◆ What to produce:
The answer must be an exact reproduction of all the entries.

◆ Recorded data:
⟨

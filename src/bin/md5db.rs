//! md5db CLI Binary
//!
//! Command-line interface for the md5db file digest catalog.

use anyhow::Context;
use clap::Parser;
use md5db::config::ConfigLoader;
use md5db::logging::init_logging;
use md5db::tooling::cli::{Cli, CliContext};
use std::process;

fn run(cli: &Cli) -> anyhow::Result<String> {
    let mut config =
        ConfigLoader::resolve(cli.config.as_deref()).context("failed to load configuration")?;
    cli.apply_logging_overrides(&mut config.logging);

    // Held until return so queued log lines are flushed.
    let _log_guard = init_logging(Some(&config.logging)).context("failed to initialize logging")?;

    let context = CliContext::from_config(config, cli.store.clone())
        .context("failed to resolve store path")?;
    let output = context
        .execute(&cli.command)
        .with_context(|| format!("store {}", context.store_path().display()))?;
    Ok(output)
}

fn main() {
    let cli = Cli::parse();

    match run(&cli) {
        Ok(output) => {
            if !output.is_empty() {
                println!("{}", output);
            }
        }
        Err(e) => {
            eprintln!("Error: {:#}", e);
            process::exit(1);
        }
    }
}
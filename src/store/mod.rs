//! Record Store
//!
//! A catalog has two in-memory shapes. `Catalog` is the mutable map used while
//! building, adding, altering, or concatenating. `Arena` plus its
//! `FlatRecord` views is the read-only snapshot queries run over. Both expose
//! their fields through `RecordView`.

pub mod arena;
pub mod codec;

pub use arena::{Arena, FlatRecord};
pub use codec::{read_catalog, write_store};

use crate::types::KEY_SEPARATOR;
use serde::Serialize;
use std::collections::BTreeMap;

/// Split a `device:path` key at its first separator.
///
/// A key without a separator has an empty device.
pub fn split_key(key: &str) -> (&str, &str) {
    key.split_once(KEY_SEPARATOR).unwrap_or(("", key))
}

/// Build a `device:path` key.
pub fn make_key(device: &str, path: &str) -> String {
    let mut key = String::with_capacity(device.len() + 1 + path.len());
    key.push_str(device);
    key.push(KEY_SEPARATOR);
    key.push_str(path);
    key
}

/// Read-only field access shared by every record shape.
///
/// Empty `digest` or `modified` means the value is unknown.
pub trait RecordView {
    fn key(&self) -> &str;
    fn digest(&self) -> &str;
    fn size(&self) -> u64;
    fn modified(&self) -> &str;

    fn device(&self) -> &str {
        split_key(self.key()).0
    }

    fn path(&self) -> &str {
        split_key(self.key()).1
    }
}

impl<T: RecordView + ?Sized> RecordView for &T {
    fn key(&self) -> &str {
        (**self).key()
    }

    fn digest(&self) -> &str {
        (**self).digest()
    }

    fn size(&self) -> u64 {
        (**self).size()
    }

    fn modified(&self) -> &str {
        (**self).modified()
    }
}

/// Value stored under a key in a `Catalog`.
#[derive(Debug, Clone, Default, PartialEq, Eq, Serialize)]
pub struct Entry {
    pub digest: String,
    pub size: u64,
    pub modified: String,
}

impl Entry {
    /// Entry for a file whose metadata could not be read.
    pub fn unknown() -> Self {
        Entry::default()
    }
}

/// Owned record.
#[derive(Debug, Clone, Default, PartialEq, Eq, Serialize)]
pub struct Record {
    pub key: String,
    pub digest: String,
    pub size: u64,
    pub modified: String,
}

impl Record {
    pub fn new(key: impl Into<String>, entry: Entry) -> Self {
        Record {
            key: key.into(),
            digest: entry.digest,
            size: entry.size,
            modified: entry.modified,
        }
    }

    pub fn into_parts(self) -> (String, Entry) {
        (
            self.key,
            Entry {
                digest: self.digest,
                size: self.size,
                modified: self.modified,
            },
        )
    }
}

impl RecordView for Record {
    fn key(&self) -> &str {
        &self.key
    }

    fn digest(&self) -> &str {
        &self.digest
    }

    fn size(&self) -> u64 {
        self.size
    }

    fn modified(&self) -> &str {
        &self.modified
    }
}

impl From<FlatRecord<'_>> for Record {
    fn from(flat: FlatRecord<'_>) -> Self {
        Record {
            key: flat.key.to_string(),
            digest: flat.digest.to_string(),
            size: flat.size,
            modified: flat.modified.to_string(),
        }
    }
}

/// Borrowed view of one `Catalog` entry.
#[derive(Debug, Clone, Copy)]
pub struct EntryRef<'a> {
    pub key: &'a str,
    pub entry: &'a Entry,
}

impl RecordView for EntryRef<'_> {
    fn key(&self) -> &str {
        self.key
    }

    fn digest(&self) -> &str {
        &self.entry.digest
    }

    fn size(&self) -> u64 {
        self.entry.size
    }

    fn modified(&self) -> &str {
        &self.entry.modified
    }
}

/// Mutable keyed store. Keys are unique; inserting an existing key replaces
/// its entry.
#[derive(Debug, Clone, Default, PartialEq, Eq)]
pub struct Catalog {
    records: BTreeMap<String, Entry>,
}

impl Catalog {
    pub fn new() -> Self {
        Catalog {
            records: BTreeMap::new(),
        }
    }

    /// Insert or overwrite. Returns the replaced entry, if any.
    pub fn upsert(&mut self, key: String, entry: Entry) -> Option<Entry> {
        self.records.insert(key, entry)
    }

    /// Insert only when the key is not present yet. Returns whether it was
    /// inserted.
    pub fn insert_if_absent(&mut self, key: String, entry: Entry) -> bool {
        match self.records.entry(key) {
            std::collections::btree_map::Entry::Vacant(slot) => {
                slot.insert(entry);
                true
            }
            std::collections::btree_map::Entry::Occupied(_) => false,
        }
    }

    pub fn get(&self, key: &str) -> Option<&Entry> {
        self.records.get(key)
    }

    pub fn contains_key(&self, key: &str) -> bool {
        self.records.contains_key(key)
    }

    pub fn len(&self) -> usize {
        self.records.len()
    }

    pub fn is_empty(&self) -> bool {
        self.records.is_empty()
    }

    /// Records in key order.
    pub fn iter(&self) -> impl Iterator<Item = EntryRef<'_>> + '_ {
        self.records
            .iter()
            .map(|(key, entry)| EntryRef { key, entry })
    }

    pub fn into_records(self) -> impl Iterator<Item = Record> {
        self.records
            .into_iter()
            .map(|(key, entry)| Record::new(key, entry))
    }
}

impl FromIterator<Record> for Catalog {
    fn from_iter<I: IntoIterator<Item = Record>>(iter: I) -> Self {
        let mut catalog = Catalog::new();
        catalog.extend(iter);
        catalog
    }
}

impl Extend<Record> for Catalog {
    fn extend<I: IntoIterator<Item = Record>>(&mut self, iter: I) {
        for record in iter {
            let (key, entry) = record.into_parts();
            self.upsert(key, entry);
        }
    }
}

⟩

◆ Exercise result:
filename src/bin/md5db.rs
//! md5db CLI Binary
//!
//! Command-line interface for the md5db file digest catalog.

use anyhow::Context;
use clap::Parser;
use md5db::config::ConfigLoader;
use md5db::logging::init_logging;
use md5db::tooling::cli::{Cli, CliContext};
use std::process;

fn run(cli: &Cli) -> anyhow::Result<String> {
    let mut config =
        ConfigLoader::resolve(cli.config.as_deref()).context("failed to load configuration")?;
    cli.apply_logging_overrides(&mut config.logging);

    // Held until return so queued log lines are flushed.
    let _log_guard = init_logging(Some(&config.logging)).context("failed to initialize logging")?;

    let context = CliContext::from_config(config, cli.store.clone())
        .context("failed to resolve store path")?;
    let output = context
        .execute(&cli.command)
        .with_context(|| format!("store {}", context.store_path().display()))?;
    Ok(output)
}

fn main() {
    let cli = Cli::parse();

    match run(&cli) {
        Ok(output) => {
            if !output.is_empty() {
                println!("{}", output);
            }
        }
        Err(e) => {
            eprintln!("Error: {:#}", e);
            process::exit(1);
        }
    }
}
filename src/store/mod.rs
//! Record Store
//!
//! A catalog has two in-memory shapes. `Catalog` is the mutable map used while
//! building, adding, altering, or concatenating. `Arena` plus its
//! `FlatRecord` views is the read-only snapshot queries run over. Both expose
//! their fields through `RecordView`.

pub mod arena;
pub mod codec;

pub use arena::{Arena, FlatRecord};
pub use codec::{read_catalog, write_store};

use crate::types::KEY_SEPARATOR;
use serde::Serialize;
use std::collections::BTreeMap;

/// Split a `device:path` key at its first separator.
///
/// A key without a separator has an empty device.
pub fn split_key(key: &str) -> (&str, &str) {
    key.split_once(KEY_SEPARATOR).unwrap_or(("", key))
}

/// Build a `device:path` key.
pub fn make_key(device: &str, path: &str) -> String {
    let mut key = String::with_capacity(device.len() + 1 + path.len());
    key.push_str(device);
    key.push(KEY_SEPARATOR);
    key.push_str(path);
    key
}

/// Read-only field access shared by every record shape.
///
/// Empty `digest` or `modified` means the value is unknown.
pub trait RecordView {
    fn key(&self) -> &str;
    fn digest(&self) -> &str;
    fn size(&self) -> u64;
    fn modified(&self) -> &str;

    fn device(&self) -> &str {
        split_key(self.key()).0
    }

    fn path(&self) -> &str {
        split_key(self.key()).1
    }
}

impl<T: RecordView + ?Sized> RecordView for &T {
    fn key(&self) -> &str {
        (**self).key()
    }

    fn digest(&self) -> &str {
        (**self).digest()
    }

    fn size(&self) -> u64 {
        (**self).size()
    }

    fn modified(&self) -> &str {
        (**self).modified()
    }
}

/// Value stored under a key in a `Catalog`.
#[derive(Debug, Clone, Default, PartialEq, Eq, Serialize)]
pub struct Entry {
    pub digest: String,
    pub size: u64,
    pub modified: String,
}

impl Entry {
    /// Entry for a file whose metadata could not be read.
    pub fn unknown() -> Self {
        Entry::default()
    }
}

/// Owned record.
#[derive(Debug, Clone, Default, PartialEq, Eq, Serialize)]
pub struct Record {
    pub key: String,
    pub digest: String,
    pub size: u64,
    pub modified: String,
}

impl Record {
    pub fn new(key: impl Into<String>, entry: Entry) -> Self {
        Record {
            key: key.into(),
            digest: entry.digest,
            size: entry.size,
            modified: entry.modified,
        }
    }

    pub fn into_parts(self) -> (String, Entry) {
        (
            self.key,
            Entry {
                digest: self.digest,
                size: self.size,
                modified: self.modified,
            },
        )
    }
}

impl RecordView for Record {
    fn key(&self) -> &str {
        &self.key
    }

    fn digest(&self) -> &str {
        &self.digest
    }

    fn size(&self) -> u64 {
        self.size
    }

    fn modified(&self) -> &str {
        &self.modified
    }
}

impl From<FlatRecord<'_>> for Record {
    fn from(flat: FlatRecord<'_>) -> Self {
        Record {
            key: flat.key.to_string(),
            digest: flat.digest.to_string(),
            size: flat.size,
            modified: flat.modified.to_string(),
        }
    }
}

/// Borrowed view of one `Catalog` entry.
#[derive(Debug, Clone, Copy)]
pub struct EntryRef<'a> {
    pub key: &'a str,
    pub entry: &'a Entry,
}

impl RecordView for EntryRef<'_> {
    fn key(&self) -> &str {
        self.key
    }

    fn digest(&self) -> &str {
        &self.entry.digest
    }

    fn size(&self) -> u64 {
        self.entry.size
    }

    fn modified(&self) -> &str {
        &self.entry.modified
    }
}

/// Mutable keyed store. Keys are unique; inserting an existing key replaces
/// its entry.
#[derive(Debug, Clone, Default, PartialEq, Eq)]
pub struct Catalog {
    records: BTreeMap<String, Entry>,
}

impl Catalog {
    pub fn new() -> Self {
        Catalog {
            records: BTreeMap::new(),
        }
    }

    /// Insert or overwrite. Returns the replaced entry, if any.
    pub fn upsert(&mut self, key: String, entry: Entry) -> Option<Entry> {
        self.records.insert(key, entry)
    }

    /// Insert only when the key is not present yet. Returns whether it was
    /// inserted.
    pub fn insert_if_absent(&mut self, key: String, entry: Entry) -> bool {
        match self.records.entry(key) {
            std::collections::btree_map::Entry::Vacant(slot) => {
                slot.insert(entry);
                true
            }
            std::collections::btree_map::Entry::Occupied(_) => false,
        }
    }

    pub fn get(&self, key: &str) -> Option<&Entry> {
        self.records.get(key)
    }

    pub fn contains_key(&self, key: &str) -> bool {
        self.records.contains_key(key)
    }

    pub fn len(&self) -> usize {
        self.records.len()
    }

    pub fn is_empty(&self) -> bool {
        self.records.is_empty()
    }

    /// Records in key order.
    pub fn iter(&self) -> impl Iterator<Item = EntryRef<'_>> + '_ {
        self.records
            .iter()
            .map(|(key, entry)| EntryRef { key, entry })
    }

    pub fn into_records(self) -> impl Iterator<Item = Record> {
        self.records
            .into_iter()
            .map(|(key, entry)| Record::new(key, entry))
    }
}

impl FromIterator<Record> for Catalog {
    fn from_iter<I: IntoIterator<Item = Record>>(iter: I) -> Self {
        let mut catalog = Catalog::new();
        catalog.extend(iter);
        catalog
    }
}

impl Extend<Record> for Catalog {
    fn extend<I: IntoIterator<Item = Record>>(&mut self, iter: I) {
        for record in iter {
            let (key, entry) = record.into_parts();
            self.upsert(key, entry);
        }
    }
}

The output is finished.